Provided records =
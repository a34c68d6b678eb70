//! Constructive layer-reduction solver.
//!
//! Instead of searching the state space, this solver fixes the board one
//! outer row or column at a time, always reducing the longer dimension of
//! the remaining unsolved region first, until a 2×2 region is left; that
//! region is closed by rotating the blank. Move counts are far from optimal
//! but the runtime is polynomial in the board area, so it scales to boards
//! the best-first search cannot touch.
//!
//! Tiles are walked into place with single-cell steps: the blank is routed
//! around the unsolved region by BFS (never through placed cells), then one
//! slide advances the tile. The last two tiles of a row or column cannot be
//! placed one-by-one without disturbing each other, so they are finished
//! together by an exhaustive rotation search over a small window of cells.

use crate::engine::Board;
use crate::solver::SolveError;
use std::collections::{HashMap, VecDeque};

/// Extra attempts allowed for a row or column whose end pair did not land
/// on the first try.
pub const ROW_RETRY_LIMIT: u32 = 1;

/// Ceiling on blank rotations while closing the final 2×2 region. A full
/// cycle of its solvable component takes 12 slides, so hitting this limit
/// means the board cannot be solved.
pub const CLOSE_ROTATION_LIMIT: u32 = 20;

/// Regions up to this many cells finish their end pair by searching over
/// the whole region; larger regions corral the pair into a corner window
/// first to keep the search bounded.
const PAIR_WINDOW_CELL_LIMIT: usize = 48;

/// Solves `start` by layer reduction.
///
/// Returns the full slide sequence, or an empty list for an already-solved
/// board. The solver does not consult the solvability oracle: an unsolvable
/// board makes progress until the final 2×2 region and then fails with
/// `SolveError::GuardTripped`.
pub fn solve_by_layers(start: &Board) -> Result<Vec<(usize, usize)>, SolveError> {
    LayerContext::new(start).run()
}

Work request = Your task is to restate every record word for word.

Answer for this exercise =
repository a34c68d6b678eb70
//! Constructive layer-reduction solver.
//!
//! Instead of searching the state space, this solver fixes the board one
//! outer row or column at a time, always reducing the longer dimension of
//! the remaining unsolved region first, until a 2×2 region is left; that
//! region is closed by rotating the blank. Move counts are far from optimal
//! but the runtime is polynomial in the board area, so it scales to boards
//! the best-first search cannot touch.
//!
//! Tiles are walked into place with single-cell steps: the blank is routed
//! around the unsolved region by BFS (never through placed cells), then one
//! slide advances the tile. The last two tiles of a row or column cannot be
//! placed one-by-one without disturbing each other, so they are finished
//! together by an exhaustive rotation search over a small window of cells.

use crate::engine::Board;
use crate::solver::SolveError;
use std::collections::{HashMap, VecDeque};

/// Extra attempts allowed for a row or column whose end pair did not land
/// on the first try.
pub const ROW_RETRY_LIMIT: u32 = 1;

/// Ceiling on blank rotations while closing the final 2×2 region. A full
/// cycle of its solvable component takes 12 slides, so hitting this limit
/// means the board cannot be solved.
pub const CLOSE_ROTATION_LIMIT: u32 = 20;

/// Regions up to this many cells finish their end pair by searching over
/// the whole region; larger regions corral the pair into a corner window
/// first to keep the search bounded.
const PAIR_WINDOW_CELL_LIMIT: usize = 48;

/// Solves `start` by layer reduction.
///
/// Returns the full slide sequence, or an empty list for an already-solved
/// board. The solver does not consult the solvability oracle: an unsolvable
/// board makes progress until the final 2×2 region and then fails with
/// `SolveError::GuardTripped`.
pub fn solve_by_layers(start: &Board) -> Result<Vec<(usize, usize)>, SolveError> {
    LayerContext::new(start).run()
}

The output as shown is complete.